++++ SOURCE DATA

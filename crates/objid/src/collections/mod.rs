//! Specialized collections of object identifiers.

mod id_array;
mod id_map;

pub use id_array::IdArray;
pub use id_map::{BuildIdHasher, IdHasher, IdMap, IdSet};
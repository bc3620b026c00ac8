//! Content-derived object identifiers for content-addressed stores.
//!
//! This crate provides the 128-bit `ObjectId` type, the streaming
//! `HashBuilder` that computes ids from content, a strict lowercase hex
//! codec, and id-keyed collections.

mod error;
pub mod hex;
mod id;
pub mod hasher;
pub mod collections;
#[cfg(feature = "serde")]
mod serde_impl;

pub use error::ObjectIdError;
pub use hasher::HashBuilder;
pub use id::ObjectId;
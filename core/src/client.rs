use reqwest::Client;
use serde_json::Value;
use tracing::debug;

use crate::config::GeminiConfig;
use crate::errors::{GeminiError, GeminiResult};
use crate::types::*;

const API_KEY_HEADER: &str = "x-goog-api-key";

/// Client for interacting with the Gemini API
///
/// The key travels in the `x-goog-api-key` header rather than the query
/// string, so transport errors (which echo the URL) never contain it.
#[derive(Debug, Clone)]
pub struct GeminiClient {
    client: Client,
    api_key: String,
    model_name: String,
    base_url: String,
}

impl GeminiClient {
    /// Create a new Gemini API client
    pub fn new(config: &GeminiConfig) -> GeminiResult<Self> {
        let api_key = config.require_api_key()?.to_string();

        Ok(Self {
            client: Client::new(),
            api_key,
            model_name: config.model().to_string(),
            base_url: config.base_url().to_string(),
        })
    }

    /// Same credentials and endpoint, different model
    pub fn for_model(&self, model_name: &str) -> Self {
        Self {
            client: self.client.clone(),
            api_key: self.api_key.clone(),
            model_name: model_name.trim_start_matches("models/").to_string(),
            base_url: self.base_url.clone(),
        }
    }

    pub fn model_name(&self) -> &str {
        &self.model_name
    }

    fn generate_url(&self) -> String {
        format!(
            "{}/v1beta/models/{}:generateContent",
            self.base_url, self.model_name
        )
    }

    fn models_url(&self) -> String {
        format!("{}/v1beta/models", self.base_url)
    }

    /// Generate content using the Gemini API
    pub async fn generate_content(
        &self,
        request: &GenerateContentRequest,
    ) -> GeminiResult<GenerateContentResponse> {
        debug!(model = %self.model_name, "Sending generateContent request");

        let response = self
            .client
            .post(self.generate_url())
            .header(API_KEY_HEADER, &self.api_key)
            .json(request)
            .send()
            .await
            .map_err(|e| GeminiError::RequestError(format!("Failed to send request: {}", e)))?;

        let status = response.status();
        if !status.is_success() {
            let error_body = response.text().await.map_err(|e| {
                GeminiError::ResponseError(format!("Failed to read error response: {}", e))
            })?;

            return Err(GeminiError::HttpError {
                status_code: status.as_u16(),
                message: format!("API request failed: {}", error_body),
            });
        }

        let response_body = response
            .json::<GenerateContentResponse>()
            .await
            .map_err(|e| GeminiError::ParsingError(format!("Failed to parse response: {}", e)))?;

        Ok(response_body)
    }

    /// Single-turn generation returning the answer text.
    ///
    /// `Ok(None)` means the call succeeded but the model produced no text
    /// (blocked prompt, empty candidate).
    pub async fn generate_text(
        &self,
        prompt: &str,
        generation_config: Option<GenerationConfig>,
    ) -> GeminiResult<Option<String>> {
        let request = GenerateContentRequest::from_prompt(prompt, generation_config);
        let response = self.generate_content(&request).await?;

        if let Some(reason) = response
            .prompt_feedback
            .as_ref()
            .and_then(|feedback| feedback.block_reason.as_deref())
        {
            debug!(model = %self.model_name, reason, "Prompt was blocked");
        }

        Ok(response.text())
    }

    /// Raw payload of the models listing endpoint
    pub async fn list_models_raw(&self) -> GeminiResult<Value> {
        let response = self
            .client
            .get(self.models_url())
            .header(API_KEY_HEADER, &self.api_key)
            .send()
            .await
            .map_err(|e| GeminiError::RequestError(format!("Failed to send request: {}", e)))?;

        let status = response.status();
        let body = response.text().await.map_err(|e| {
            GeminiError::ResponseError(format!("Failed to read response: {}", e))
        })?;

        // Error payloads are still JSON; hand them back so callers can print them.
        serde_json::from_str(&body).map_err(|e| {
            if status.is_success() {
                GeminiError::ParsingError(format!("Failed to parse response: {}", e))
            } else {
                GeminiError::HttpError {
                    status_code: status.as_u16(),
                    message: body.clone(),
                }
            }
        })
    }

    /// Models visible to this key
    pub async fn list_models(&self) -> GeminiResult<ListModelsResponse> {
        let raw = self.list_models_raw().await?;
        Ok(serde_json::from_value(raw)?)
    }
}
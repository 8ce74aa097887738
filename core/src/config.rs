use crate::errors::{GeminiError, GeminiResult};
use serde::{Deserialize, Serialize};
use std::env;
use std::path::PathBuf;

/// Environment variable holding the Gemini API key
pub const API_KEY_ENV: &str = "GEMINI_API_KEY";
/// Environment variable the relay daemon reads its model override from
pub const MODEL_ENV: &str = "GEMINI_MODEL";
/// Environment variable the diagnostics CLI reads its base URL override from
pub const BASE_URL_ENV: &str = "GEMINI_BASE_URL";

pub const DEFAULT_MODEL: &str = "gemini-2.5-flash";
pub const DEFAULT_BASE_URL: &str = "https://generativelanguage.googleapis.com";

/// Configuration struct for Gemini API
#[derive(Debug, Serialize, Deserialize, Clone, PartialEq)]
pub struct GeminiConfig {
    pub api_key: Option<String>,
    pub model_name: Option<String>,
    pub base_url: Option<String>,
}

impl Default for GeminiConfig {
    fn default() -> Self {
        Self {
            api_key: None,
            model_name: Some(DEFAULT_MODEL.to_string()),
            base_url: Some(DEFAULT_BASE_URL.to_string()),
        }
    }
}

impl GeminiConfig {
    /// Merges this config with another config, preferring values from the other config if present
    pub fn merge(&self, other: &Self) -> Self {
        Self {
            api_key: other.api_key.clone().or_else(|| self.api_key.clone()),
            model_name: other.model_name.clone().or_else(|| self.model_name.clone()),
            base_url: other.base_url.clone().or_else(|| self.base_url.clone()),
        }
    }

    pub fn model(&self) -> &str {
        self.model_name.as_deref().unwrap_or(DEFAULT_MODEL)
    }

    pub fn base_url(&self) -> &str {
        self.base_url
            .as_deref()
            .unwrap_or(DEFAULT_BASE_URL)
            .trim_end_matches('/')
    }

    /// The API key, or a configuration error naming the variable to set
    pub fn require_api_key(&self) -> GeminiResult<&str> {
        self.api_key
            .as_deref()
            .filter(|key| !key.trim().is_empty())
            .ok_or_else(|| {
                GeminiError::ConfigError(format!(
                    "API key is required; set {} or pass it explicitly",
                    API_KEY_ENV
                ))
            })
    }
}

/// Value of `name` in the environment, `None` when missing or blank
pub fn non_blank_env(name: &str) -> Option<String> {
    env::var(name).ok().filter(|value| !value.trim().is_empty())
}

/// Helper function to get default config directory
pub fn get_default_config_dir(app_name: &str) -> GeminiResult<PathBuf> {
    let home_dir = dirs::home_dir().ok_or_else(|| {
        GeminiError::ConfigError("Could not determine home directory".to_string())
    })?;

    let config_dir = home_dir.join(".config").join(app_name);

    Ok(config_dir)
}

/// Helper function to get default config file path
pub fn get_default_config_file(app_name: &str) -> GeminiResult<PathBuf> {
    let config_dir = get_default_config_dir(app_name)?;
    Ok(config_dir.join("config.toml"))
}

++++++++

Copy each line of the material where "ResponseError" is found.

                GeminiError::ResponseError(format!("Failed to read error response: {}", e))
            GeminiError::ResponseError(format!("Failed to read response: {}", e))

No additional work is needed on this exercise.